== TASK INPUT
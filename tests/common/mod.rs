#![allow(dead_code)]

use axum::{
    body::Body,
    http::{header, HeaderMap, Method, Request, StatusCode},
    Router,
};
use polling_app::{build_app, state::AppState};
use serde_json::{json, Value};
use tower::ServiceExt;

pub const SECRET: &str = "test-secret";

pub fn test_app() -> Router {
    build_app(AppState::in_memory(SECRET)).expect("build app")
}

pub struct TestResponse {
    pub status: StatusCode,
    pub headers: HeaderMap,
    pub body: Value,
}

pub async fn send(app: &Router, method: Method, uri: &str, token: Option<&str>, body: Option<Value>) -> TestResponse {
    let mut builder = Request::builder().method(method).uri(uri);
    if let Some(token) = token {
        builder = builder.header(header::AUTHORIZATION, format!("Bearer {}", token));
    }
    let request = match body {
        Some(body) => builder
            .header(header::CONTENT_TYPE, "application/json")
            .body(Body::from(body.to_string())),
        None => builder.body(Body::empty()),
    }
    .expect("build request");

    let response = app.clone().oneshot(request).await.expect("call app");
    let status = response.status();
    let headers = response.headers().clone();
    let bytes = axum::body::to_bytes(response.into_body(), usize::MAX)
        .await
        .expect("read body");
    let body = if bytes.is_empty() {
        Value::Null
    } else {
        serde_json::from_slice(&bytes).expect("json body")
    };

    TestResponse { status, headers, body }
}

pub async fn get(app: &Router, uri: &str) -> TestResponse {
    send(app, Method::GET, uri, None, None).await
}

pub async fn post(app: &Router, uri: &str, token: Option<&str>, body: Value) -> TestResponse {
    send(app, Method::POST, uri, token, Some(body)).await
}

/// Signs up and logs in `email`, returning the issued token.
pub async fn login_as(app: &Router, email: &str) -> String {
    let credentials = json!({ "email": email, "password": "abcdef" });
    let signup = post(app, "/api/users/signup", None, credentials.clone()).await;
    assert_eq!(signup.status, StatusCode::OK, "signup failed: {}", signup.body);

    let login = post(app, "/api/users/login", None, credentials).await;
    assert_eq!(login.status, StatusCode::OK, "login failed: {}", login.body);

    login
        .headers
        .get("x-auth-token")
        .and_then(|value| value.to_str().ok())
        .expect("x-auth-token header")
        .to_string()
}

pub fn mock_poll(question: &str, labels: &[&str]) -> Value {
    json!({
        "question": question,
        "choices": labels.iter().map(|label| json!({ "label": label })).collect::<Vec<_>>(),
    })
}

pub async fn create_poll(app: &Router, token: &str, poll: Value) -> Value {
    let response = post(app, "/api/polls", Some(token), poll).await;
    assert_eq!(response.status, StatusCode::OK, "create poll failed: {}", response.body);
    response.body
}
====
▶ **EXERCISE OBJECTIVE**
Set down the listing above exactly, line for line.

▶ **YOUR RESPONSE**
filename tests/common/mod.rs
#![allow(dead_code)]

use axum::{
    body::Body,
    http::{header, HeaderMap, Method, Request, StatusCode},
    Router,
};
use polling_app::{build_app, state::AppState};
use serde_json::{json, Value};
use tower::ServiceExt;

pub const SECRET: &str = "test-secret";

pub fn test_app() -> Router {
    build_app(AppState::in_memory(SECRET)).expect("build app")
}

pub struct TestResponse {
    pub status: StatusCode,
    pub headers: HeaderMap,
    pub body: Value,
}

pub async fn send(app: &Router, method: Method, uri: &str, token: Option<&str>, body: Option<Value>) -> TestResponse {
    let mut builder = Request::builder().method(method).uri(uri);
    if let Some(token) = token {
        builder = builder.header(header::AUTHORIZATION, format!("Bearer {}", token));
    }
    let request = match body {
        Some(body) => builder
            .header(header::CONTENT_TYPE, "application/json")
            .body(Body::from(body.to_string())),
        None => builder.body(Body::empty()),
    }
    .expect("build request");

    let response = app.clone().oneshot(request).await.expect("call app");
    let status = response.status();
    let headers = response.headers().clone();
    let bytes = axum::body::to_bytes(response.into_body(), usize::MAX)
        .await
        .expect("read body");
    let body = if bytes.is_empty() {
        Value::Null
    } else {
        serde_json::from_slice(&bytes).expect("json body")
    };

    TestResponse { status, headers, body }
}

pub async fn get(app: &Router, uri: &str) -> TestResponse {
    send(app, Method::GET, uri, None, None).await
}

pub async fn post(app: &Router, uri: &str, token: Option<&str>, body: Value) -> TestResponse {
    send(app, Method::POST, uri, token, Some(body)).await
}

/// Signs up and logs in `email`, returning the issued token.
pub async fn login_as(app: &Router, email: &str) -> String {
    let credentials = json!({ "email": email, "password": "abcdef" });
    let signup = post(app, "/api/users/signup", None, credentials.clone()).await;
    assert_eq!(signup.status, StatusCode::OK, "signup failed: {}", signup.body);

    let login = post(app, "/api/users/login", None, credentials).await;
    assert_eq!(login.status, StatusCode::OK, "login failed: {}", login.body);

    login
        .headers
        .get("x-auth-token")
        .and_then(|value| value.to_str().ok())
        .expect("x-auth-token header")
        .to_string()
}

pub fn mock_poll(question: &str, labels: &[&str]) -> Value {
    json!({
        "question": question,
        "choices": labels.iter().map(|label| json!({ "label": label })).collect::<Vec<_>>(),
    })
}

pub async fn create_poll(app: &Router, token: &str, poll: Value) -> Value {
    let response = post(app, "/api/polls", Some(token), poll).await;
    assert_eq!(response.status, StatusCode::OK, "create poll failed: {}", response.body);
    response.body
}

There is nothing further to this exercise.